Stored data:

=== Begin Enclosure ===

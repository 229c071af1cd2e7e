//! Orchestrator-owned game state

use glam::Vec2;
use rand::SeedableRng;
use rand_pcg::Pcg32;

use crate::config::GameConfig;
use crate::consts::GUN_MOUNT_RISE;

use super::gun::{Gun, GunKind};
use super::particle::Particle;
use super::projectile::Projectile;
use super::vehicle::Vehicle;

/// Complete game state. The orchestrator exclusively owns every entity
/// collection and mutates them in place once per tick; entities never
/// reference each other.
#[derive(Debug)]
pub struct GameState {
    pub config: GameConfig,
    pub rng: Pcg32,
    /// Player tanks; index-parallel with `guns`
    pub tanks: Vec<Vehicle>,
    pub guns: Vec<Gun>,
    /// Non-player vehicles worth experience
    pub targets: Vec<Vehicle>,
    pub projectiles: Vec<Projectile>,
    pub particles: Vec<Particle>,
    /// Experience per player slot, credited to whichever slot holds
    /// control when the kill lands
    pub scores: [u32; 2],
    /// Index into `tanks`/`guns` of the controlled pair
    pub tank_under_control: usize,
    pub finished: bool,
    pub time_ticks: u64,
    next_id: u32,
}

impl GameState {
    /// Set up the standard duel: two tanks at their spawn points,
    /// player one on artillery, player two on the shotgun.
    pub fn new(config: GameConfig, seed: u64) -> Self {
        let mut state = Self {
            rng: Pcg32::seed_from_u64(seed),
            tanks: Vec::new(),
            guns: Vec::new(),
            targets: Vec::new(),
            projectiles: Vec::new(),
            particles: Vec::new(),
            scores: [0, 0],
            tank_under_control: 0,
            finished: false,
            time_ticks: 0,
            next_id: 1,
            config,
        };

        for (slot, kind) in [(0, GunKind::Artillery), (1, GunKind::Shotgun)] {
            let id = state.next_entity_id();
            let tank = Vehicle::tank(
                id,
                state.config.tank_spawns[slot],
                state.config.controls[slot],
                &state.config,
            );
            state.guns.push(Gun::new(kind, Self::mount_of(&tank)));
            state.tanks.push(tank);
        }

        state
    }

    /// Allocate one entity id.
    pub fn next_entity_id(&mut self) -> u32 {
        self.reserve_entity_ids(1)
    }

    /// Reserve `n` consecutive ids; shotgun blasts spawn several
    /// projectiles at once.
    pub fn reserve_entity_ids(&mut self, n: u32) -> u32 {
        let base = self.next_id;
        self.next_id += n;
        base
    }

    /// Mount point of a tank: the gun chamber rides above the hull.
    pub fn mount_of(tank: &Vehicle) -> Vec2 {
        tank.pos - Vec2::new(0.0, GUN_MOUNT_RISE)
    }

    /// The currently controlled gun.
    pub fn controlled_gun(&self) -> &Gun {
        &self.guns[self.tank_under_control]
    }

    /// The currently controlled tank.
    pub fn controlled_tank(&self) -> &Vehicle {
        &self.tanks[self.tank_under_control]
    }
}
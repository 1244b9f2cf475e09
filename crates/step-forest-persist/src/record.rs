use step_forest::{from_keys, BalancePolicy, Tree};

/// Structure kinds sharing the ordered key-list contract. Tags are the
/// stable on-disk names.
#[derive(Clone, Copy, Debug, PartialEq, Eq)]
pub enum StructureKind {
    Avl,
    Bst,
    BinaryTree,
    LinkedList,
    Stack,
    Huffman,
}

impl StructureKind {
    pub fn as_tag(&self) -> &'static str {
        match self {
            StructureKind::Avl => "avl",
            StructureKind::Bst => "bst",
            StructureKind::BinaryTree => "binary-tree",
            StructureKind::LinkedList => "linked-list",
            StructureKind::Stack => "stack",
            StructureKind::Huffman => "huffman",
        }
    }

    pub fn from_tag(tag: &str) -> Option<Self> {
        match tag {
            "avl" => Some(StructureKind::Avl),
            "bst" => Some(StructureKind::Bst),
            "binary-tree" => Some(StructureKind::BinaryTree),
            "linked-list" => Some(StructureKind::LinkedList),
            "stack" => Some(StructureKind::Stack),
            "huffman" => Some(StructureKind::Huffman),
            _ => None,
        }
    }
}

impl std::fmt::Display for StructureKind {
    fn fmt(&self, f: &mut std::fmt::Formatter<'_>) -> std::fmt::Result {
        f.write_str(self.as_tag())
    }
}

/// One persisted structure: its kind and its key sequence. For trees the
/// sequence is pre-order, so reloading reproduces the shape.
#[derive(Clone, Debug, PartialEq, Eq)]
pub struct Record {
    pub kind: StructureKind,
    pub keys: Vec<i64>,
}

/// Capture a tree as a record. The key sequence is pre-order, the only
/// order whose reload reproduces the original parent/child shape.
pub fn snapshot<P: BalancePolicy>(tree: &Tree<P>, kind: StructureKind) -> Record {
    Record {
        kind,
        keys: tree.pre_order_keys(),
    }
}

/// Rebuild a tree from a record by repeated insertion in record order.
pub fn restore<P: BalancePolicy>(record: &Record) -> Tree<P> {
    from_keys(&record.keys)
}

=== End Enclosure ===

EXERCISE GOAL:
From the first line to the last, copy the records exactly as they appear above.

SOLUTION BELOW:
repository 229c071af1cd2e7e
//! Orchestrator-owned game state

use glam::Vec2;
use rand::SeedableRng;
use rand_pcg::Pcg32;

use crate::config::GameConfig;
use crate::consts::GUN_MOUNT_RISE;

use super::gun::{Gun, GunKind};
use super::particle::Particle;
use super::projectile::Projectile;
use super::vehicle::Vehicle;

/// Complete game state. The orchestrator exclusively owns every entity
/// collection and mutates them in place once per tick; entities never
/// reference each other.
#[derive(Debug)]
pub struct GameState {
    pub config: GameConfig,
    pub rng: Pcg32,
    /// Player tanks; index-parallel with `guns`
    pub tanks: Vec<Vehicle>,
    pub guns: Vec<Gun>,
    /// Non-player vehicles worth experience
    pub targets: Vec<Vehicle>,
    pub projectiles: Vec<Projectile>,
    pub particles: Vec<Particle>,
    /// Experience per player slot, credited to whichever slot holds
    /// control when the kill lands
    pub scores: [u32; 2],
    /// Index into `tanks`/`guns` of the controlled pair
    pub tank_under_control: usize,
    pub finished: bool,
    pub time_ticks: u64,
    next_id: u32,
}

impl GameState {
    /// Set up the standard duel: two tanks at their spawn points,
    /// player one on artillery, player two on the shotgun.
    pub fn new(config: GameConfig, seed: u64) -> Self {
        let mut state = Self {
            rng: Pcg32::seed_from_u64(seed),
            tanks: Vec::new(),
            guns: Vec::new(),
            targets: Vec::new(),
            projectiles: Vec::new(),
            particles: Vec::new(),
            scores: [0, 0],
            tank_under_control: 0,
            finished: false,
            time_ticks: 0,
            next_id: 1,
            config,
        };

        for (slot, kind) in [(0, GunKind::Artillery), (1, GunKind::Shotgun)] {
            let id = state.next_entity_id();
            let tank = Vehicle::tank(
                id,
                state.config.tank_spawns[slot],
                state.config.controls[slot],
                &state.config,
            );
            state.guns.push(Gun::new(kind, Self::mount_of(&tank)));
            state.tanks.push(tank);
        }

        state
    }

    /// Allocate one entity id.
    pub fn next_entity_id(&mut self) -> u32 {
        self.reserve_entity_ids(1)
    }

    /// Reserve `n` consecutive ids; shotgun blasts spawn several
    /// projectiles at once.
    pub fn reserve_entity_ids(&mut self, n: u32) -> u32 {
        let base = self.next_id;
        self.next_id += n;
        base
    }

    /// Mount point of a tank: the gun chamber rides above the hull.
    pub fn mount_of(tank: &Vehicle) -> Vec2 {
        tank.pos - Vec2::new(0.0, GUN_MOUNT_RISE)
    }

    /// The currently controlled gun.
    pub fn controlled_gun(&self) -> &Gun {
        &self.guns[self.tank_under_control]
    }

    /// The currently controlled tank.
    pub fn controlled_tank(&self) -> &Vehicle {
        &self.tanks[self.tank_under_control]
    }
}
repository 1244b9f2cf475e09
filename crates/step-forest-persist/src/record.rs
use step_forest::{from_keys, BalancePolicy, Tree};

/// Structure kinds sharing the ordered key-list contract. Tags are the
/// stable on-disk names.
#[derive(Clone, Copy, Debug, PartialEq, Eq)]
pub enum StructureKind {
    Avl,
    Bst,
    BinaryTree,
    LinkedList,
    Stack,
    Huffman,
}

impl StructureKind {
    pub fn as_tag(&self) -> &'static str {
        match self {
            StructureKind::Avl => "avl",
            StructureKind::Bst => "bst",
            StructureKind::BinaryTree => "binary-tree",
            StructureKind::LinkedList => "linked-list",
            StructureKind::Stack => "stack",
            StructureKind::Huffman => "huffman",
        }
    }

    pub fn from_tag(tag: &str) -> Option<Self> {
        match tag {
            "avl" => Some(StructureKind::Avl),
            "bst" => Some(StructureKind::Bst),
            "binary-tree" => Some(StructureKind::BinaryTree),
            "linked-list" => Some(StructureKind::LinkedList),
            "stack" => Some(StructureKind::Stack),
            "huffman" => Some(StructureKind::Huffman),
            _ => None,
        }
    }
}

impl std::fmt::Display for StructureKind {
    fn fmt(&self, f: &mut std::fmt::Formatter<'_>) -> std::fmt::Result {
        f.write_str(self.as_tag())
    }
}

/// One persisted structure: its kind and its key sequence. For trees the
/// sequence is pre-order, so reloading reproduces the shape.
#[derive(Clone, Debug, PartialEq, Eq)]
pub struct Record {
    pub kind: StructureKind,
    pub keys: Vec<i64>,
}

/// Capture a tree as a record. The key sequence is pre-order, the only
/// order whose reload reproduces the original parent/child shape.
pub fn snapshot<P: BalancePolicy>(tree: &Tree<P>, kind: StructureKind) -> Record {
    Record {
        kind,
        keys: tree.pre_order_keys(),
    }
}

/// Rebuild a tree from a record by repeated insertion in record order.
pub fn restore<P: BalancePolicy>(record: &Record) -> Tree<P> {
    from_keys(&record.keys)
}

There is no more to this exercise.